1. Spreadsheet on Eu
- Posted by achury Sep 21, 2020
- 1114 views
I have a question for developers that know Eu internals. I miss a text mode spreadsheet.
"For MS Excel 2010, Row numbers ranges from 1 to 1048576; in total 1048576 rows, and Columns ranges from A to XFD; in total 16384 columns."
I said: Why not?
sequence line line = repeat ("", 16384) sequence sheet sheet = repeat(line, 2000000) sheet[1][1]=1 sheet[1][2]=2 sheet[1][3]=3 sheet[1][4]=4 sheet[1][5]=5 for i=1 to 5 do ? sheet[1][i] end for
Runs very quick! I supossed will take longer time. Does the interpreter create the whole structure of 16K columns and 2M Rows when I declare the sequence? Or is the structure created on demand when I put data inside?

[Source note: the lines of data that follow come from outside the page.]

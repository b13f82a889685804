use criterion::{black_box, criterion_group, criterion_main, BatchSize, Criterion};
use rand::rngs::StdRng;
use rand::{Rng, SeedableRng};

use orrery::kepler::solve_kepler_fixed_point;

/// Uniform random in [0, 2π)
#[inline]
fn rand_angle(rng: &mut StdRng) -> f64 {
    rng.random::<f64>() * std::f64::consts::TAU
}

fn bench_regime(c: &mut Criterion, name: &str, seed: u64, eccentricity: std::ops::Range<f64>) {
    let mut rng = StdRng::seed_from_u64(seed);
    let samples = 10_000usize;

    c.bench_function(name, |b| {
        b.iter_batched(
            || {
                // Pre-generate inputs to avoid RNG cost in the timed section
                (0..samples)
                    .map(|_| (rand_angle(&mut rng), rng.random_range(eccentricity.clone())))
                    .collect::<Vec<_>>()
            },
            |cases| {
                for (m, e) in cases {
                    let _ = black_box(solve_kepler_fixed_point(black_box(m), black_box(e)));
                }
            },
            BatchSize::LargeInput,
        )
    });
}

/// Planets and most asteroids: e ∈ [0, 0.2)
fn bench_low_e(c: &mut Criterion) {
    bench_regime(c, "solve_kepler_fixed_point/low_e<0.2", 0xDEADBEEF, 0.0..0.2);
}

/// Densified orbit traces: e ∈ [0.2, 0.7)
fn bench_mid_e(c: &mut Criterion) {
    bench_regime(c, "solve_kepler_fixed_point/mid_e_0.2..0.7", 0xBADF00D, 0.2..0.7);
}

/// Slow fixed-point convergence: e ∈ [0.7, 0.9)
fn bench_high_e(c: &mut Criterion) {
    bench_regime(c, "solve_kepler_fixed_point/high_e_0.7..0.9", 0xFEEDFACE, 0.7..0.9);
}

criterion_group!(
    name = benches;
    config = Criterion::default();
    targets = bench_low_e, bench_mid_e, bench_high_e
);
criterion_main!(benches);
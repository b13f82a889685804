//! # External collaborators
//!
//! Interfaces through which the renderer, the game clock and the UI plug into the
//! [`CelestialGraph`](crate::celestial_graph::CelestialGraph). Only small reference
//! implementations live here; real ones belong to the embedding application.

use nalgebra::Point3;

use crate::{body::CelestialBody, constants::JulianDate};

/// Game clock.
pub trait Clock {
    /// Current epoch as a Julian date (TDB days).
    fn current_epoch(&self) -> JulianDate;

    /// Far clipping distance of the camera, in scene units.
    fn max_cull_distance(&self) -> f64;
}

/// Camera-to-object distances used to drive LOD selection.
pub trait CameraDistances {
    fn distance_to(&self, world_position: &Point3<f64>) -> f64;
}

/// Camera reduced to its world position.
#[derive(Debug, Clone, Copy, PartialEq)]
pub struct CameraPosition(pub Point3<f64>);

impl CameraDistances for CameraPosition {
    fn distance_to(&self, world_position: &Point3<f64>) -> f64 {
        nalgebra::distance(&self.0, world_position)
    }
}

/// UI notified when a player-controlled body enters the scene.
pub trait PlayerObjectListener {
    fn player_object_added(&mut self, body: &CelestialBody);
}

/// Listener that ignores every notification.
#[derive(Debug, Clone, Copy, Default)]
pub struct NoPlayerUi;

impl PlayerObjectListener for NoPlayerUi {
    fn player_object_added(&mut self, _body: &CelestialBody) {}
}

I was thinking a simple spreadsheet may work simple with two sequences: One for formulas and another sequence for calculation results.
Regards
Marco Achury
2. Re: Spreadsheet on Eu
- Posted by petelomax Sep 22, 2020
- 1086 views
Does the interpreter create the whole structure of 16K columns and 2M Rows when I declare the sequence? Or is the structure created on demand when I put data inside?
No and yes. As-is, that program will require 8MB+128K. It would need at least 32GB if you populated every cell (more if cells are not integer).
Here, the width is more critical than the depth. Unused lines will never waste more than 8MB, whereas if you only need 1000 columns, each line you do populate will waste 60K, which could amount to 30GB of the 32GB just mentioned.
The numbers given are for 32-bit, double them for 64-bit.
Since "" is a reference whereas 0 is not, using 0 for unpopulated cells could make your program significantly faster (but obviously the difference is neglible for the example given).